While many investors saving for retirement may be wondering what to do in such a tumultuous market, Warren Buffett has said the answer is simple: Try not to worry too much about it.

"I would tell [investors], don't watch the market closely," Buffett told CNBC in 2016 during a period of wild market fluctuations.

The Oracle of Omaha added that investors who buy "good companies" over time will see results 10, 20 and 30 years down the road. "If they're trying to buy and sell stocks, they're not going to have very good results," he said. "The money is made in investing by owning good companies for long periods of time. That's what people should do with stocks."

Many experts, including Buffett, also recommend buying index funds, which are automatically diversified and hold every stock in an index. The S&P 500, for example, includes big-name American companies like Apple and Amazon.

Like Buffett, the late legendary investor Jack Bogle also recommended a buy-and-hold strategy. He previously told CNBC that buying stocks and holding them was the best way to invest because "your emotions will defeat you totally" if you try to sell your holdings to avoid losses and get back in afterwards.

"Stay the course," Bogle said in 2018. "Don't let these changes in the market, even the big ones [like the financial crisis] … change your mind and never, never, never be in or out of the market. Always be in at a certain level."

For most investors, trying to react to market trends is likely to backfire, financial experts tell CNBC Make It. It's better to wait out the market's ups and downs.

"If you've got a diversified portfolio, if you're just buying some [index funds] and you've got a long enough time horizon, it might be best just to ride these roller coasters," says Ashton Lawrence, a certified financial planner and partner at Goldfinch Wealth Management.

Investors who sell when markets are down may actually end up derailing their long term plans, says Sean M. Pearson, a financial advisor at Ameriprise Financial.

"Markets don't settle down, they settle up," he says. "By the time the news looks a little bit better, the market has already recovered.
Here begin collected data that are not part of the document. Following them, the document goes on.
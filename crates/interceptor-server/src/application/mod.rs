//! Application layer: answering LDAP operations.
//!
//! - [`dispatcher`] turns one parsed request into its responses, consulting
//!   the credential backend for bind and search.
//! - [`connection_factory`] builds a fresh dispatcher for each accepted
//!   connection around the single shared backend.

pub mod connection_factory;
pub mod dispatcher;

pub use connection_factory::ConnectionFactory;
pub use dispatcher::{ClientConnection, DispatchError, OperationDispatcher, ResponseSlots, SendError};
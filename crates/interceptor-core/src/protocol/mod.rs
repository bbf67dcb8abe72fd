//! Protocol module: the parsed-operation abstraction, response objects, LDAP
//! result codes, and the response composer.
//!
//! Nothing here knows about BER or sockets.  The server's transport adapter
//! converts wire PDUs into [`LdapRequest`]s and [`LdapMessage`]s back into PDUs.

pub mod composer;
pub mod messages;
pub mod result_code;

pub use messages::*;
pub use result_code::ResultCode;
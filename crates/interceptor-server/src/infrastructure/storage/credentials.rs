//! JSON credential source.
//!
//! The file is a JSON array with one object per identity:
//!
//! ```json
//! [
//!   { "dn": "cn=alice,dc=example,dc=com", "password": "alice",
//!     "group": "publishers,ou=groups,dc=example,dc=com" }
//! ]
//! ```
//!
//! It is read exactly once, before the listener binds.  Any failure here is
//! fatal: the interceptor never serves from a partially loaded directory.

use std::path::{Path, PathBuf};

use interceptor_core::{BackendError, InMemoryBackend};
use thiserror::Error;
use tracing::{info, warn};

#[derive(Debug, Error)]
pub enum CredentialsError {
    #[error("I/O error reading credentials at {path}: {source}")]
    Io {
        path: PathBuf,
        #[source]
        source: std::io::Error,
    },

    #[error("invalid credential source {path}: {source}")]
    Invalid {
        path: PathBuf,
        #[source]
        source: BackendError,
    },
}

/// Reads `path` and builds the in-memory backend from it.
///
/// # Errors
///
/// [`CredentialsError::Io`] if the file cannot be read;
/// [`CredentialsError::Invalid`] if it is not a JSON array of complete
/// records or violates DN uniqueness.
pub fn load_backend(path: &Path) -> Result<InMemoryBackend, CredentialsError> {
    let content = std::fs::read_to_string(path).map_err(|source| CredentialsError::Io {
        path: path.to_path_buf(),
        source,
    })?;

    let backend =
        InMemoryBackend::from_json_str(&content).map_err(|source| CredentialsError::Invalid {
            path: path.to_path_buf(),
            source,
        })?;

    if backend.is_empty() {
        warn!("credential source {} holds no records; every bind will fail", path.display());
    } else {
        info!("loaded {} credential records from {}", backend.len(), path.display());
    }
    Ok(backend)
}

// ── Tests ─────────────────────────────────────────────────────────────────────
//! Infrastructure layer: everything that touches a socket or a file.
//!
//! - [`network`] speaks LDAP over TCP using `ldap3_proto`.
//! - [`storage`] reads the TOML settings file and the JSON credential source.

pub mod network;
pub mod storage;

pub use network::listener::{run_server, LdapListener};
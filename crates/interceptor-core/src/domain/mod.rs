//! Domain entities for the LDAP interceptor.
//!
//! Plain data only: no I/O, no async, no protocol types.  Records are built
//! once when a backend is loaded and never mutated afterwards.

/// Credential records and the directory entries derived from them.
pub mod record;
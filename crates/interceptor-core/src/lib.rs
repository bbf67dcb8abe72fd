//! # interceptor-core
//!
//! Shared library for the LDAP interceptor containing the credential record
//! model, the credential backend contract with its in-memory reference
//! implementation, and the transport-independent LDAP request/response model.
//!
//! It has zero dependencies on sockets, file systems, or the LDAP wire codec.
//!
//! # Architecture overview
//!
//! The interceptor answers LDAP traffic on behalf of a credential source that
//! does not speak LDAP itself.  Bind requests become password checks, search
//! requests become lookups, and every other operation gets a canned success.
//!
//! - **`domain`** – The directory facts: a [`CredentialRecord`] per identity
//!   and the [`DirectoryEntry`] projection returned by searches.
//!
//! - **`backend`** – The [`CredentialBackend`] trait (validate + search) and
//!   [`InMemoryBackend`], which loads a JSON array once and is shared
//!   read-only afterwards.
//!
//! - **`protocol`** – The parsed-operation abstraction handed over by the
//!   transport, the response objects handed back, the LDAP result codes, and
//!   the pure response composer.

pub mod backend;
pub mod domain;
pub mod protocol;

pub use backend::memory::InMemoryBackend;
pub use backend::{BackendError, CredentialBackend};
pub use domain::record::{CredentialRecord, DirectoryEntry};
pub use protocol::messages::{LdapMessage, LdapRequest, LdapResult, MessageId, Operation, ResponseOp};
pub use protocol::result_code::ResultCode;
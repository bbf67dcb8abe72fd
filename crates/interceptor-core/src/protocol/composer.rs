//! Response composer: one pure constructor per LDAP response type.
//!
//! Callers in this system only ever pass empty matched DNs and no referrals,
//! but every `LDAPResult` field is still set explicitly so the encoded PDU is
//! complete.

use crate::domain::record::{DirectoryEntry, MEMBER_OF_ATTRIBUTE};
use crate::protocol::messages::{
    Attribute, LdapResult, OperationKind, ResponseOp, SearchResultEntry, SearchResultReference,
};
use crate::protocol::result_code::ResultCode;

/// Builds an `LDAPResult`.  Absent optional fields encode as empty.
pub fn ldap_result(
    code: ResultCode,
    matched_dn: Option<&str>,
    diagnostic_message: Option<&str>,
    referral_urls: Option<Vec<String>>,
) -> LdapResult {
    LdapResult {
        code,
        matched_dn: matched_dn.unwrap_or_default().to_string(),
        diagnostic_message: diagnostic_message.unwrap_or_default().to_string(),
        referrals: referral_urls.unwrap_or_default(),
    }
}

/// Shorthand for a result with only a code and diagnostic message.
pub fn simple_result(code: ResultCode, diagnostic_message: &str) -> LdapResult {
    ldap_result(code, None, Some(diagnostic_message), None)
}

pub fn add_response(result: LdapResult) -> ResponseOp {
    ResponseOp::AddResponse(result)
}

pub fn bind_response(result: LdapResult, server_sasl_credentials: Option<Vec<u8>>) -> ResponseOp {
    ResponseOp::BindResponse {
        result,
        server_sasl_credentials,
    }
}

pub fn compare_response(result: LdapResult) -> ResponseOp {
    ResponseOp::CompareResponse(result)
}

pub fn delete_response(result: LdapResult) -> ResponseOp {
    ResponseOp::DeleteResponse(result)
}

pub fn extended_response(
    result: LdapResult,
    name: Option<String>,
    value: Option<Vec<u8>>,
) -> ResponseOp {
    ResponseOp::ExtendedResponse {
        result,
        name,
        value,
    }
}

pub fn modify_response(result: LdapResult) -> ResponseOp {
    ResponseOp::ModifyResponse(result)
}

pub fn modify_dn_response(result: LdapResult) -> ResponseOp {
    ResponseOp::ModifyDnResponse(result)
}

/// A search result entry for a backend match: the record's DN as the entry
/// name and its group as the single `memberOf` value.
pub fn search_result_entry(entry: &DirectoryEntry) -> ResponseOp {
    ResponseOp::SearchResultEntry(SearchResultEntry {
        dn: entry.dn.clone(),
        attributes: vec![Attribute {
            name: MEMBER_OF_ATTRIBUTE.to_string(),
            values: vec![entry.group.clone()],
        }],
    })
}

pub fn search_result_reference(uris: Vec<String>) -> ResponseOp {
    ResponseOp::SearchResultReference(SearchResultReference { uris })
}

pub fn search_result_done(result: LdapResult) -> ResponseOp {
    ResponseOp::SearchResultDone(result)
}

/// The terminal response type for `kind`, carrying `result`.
///
/// Used when an operation fails before its normal response is composed.
pub fn terminal_response(kind: OperationKind, result: LdapResult) -> ResponseOp {
    match kind {
        OperationKind::Add => add_response(result),
        OperationKind::Bind => bind_response(result, None),
        OperationKind::Compare => compare_response(result),
        OperationKind::Delete => delete_response(result),
        OperationKind::Extended => extended_response(result, None, None),
        OperationKind::Modify => modify_response(result),
        OperationKind::ModifyDn => modify_dn_response(result),
        OperationKind::Search => search_result_done(result),
    }
}

// ── Tests ─────────────────────────────────────────────────────────────────────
And if you miss the recovery, there's a very, very good chance you're going to make it harder to hit your financial goals."

Instead, most investors might want to ignore their 401(k) accounts instead of checking them every day, Pearson says.

"I've been a professional investor for over 20 years, I haven't logged into my 401(k) site since the beginning of this [slide]," he says. "For a lot of people, not looking at this might be the best way to kind of help them sleep at night."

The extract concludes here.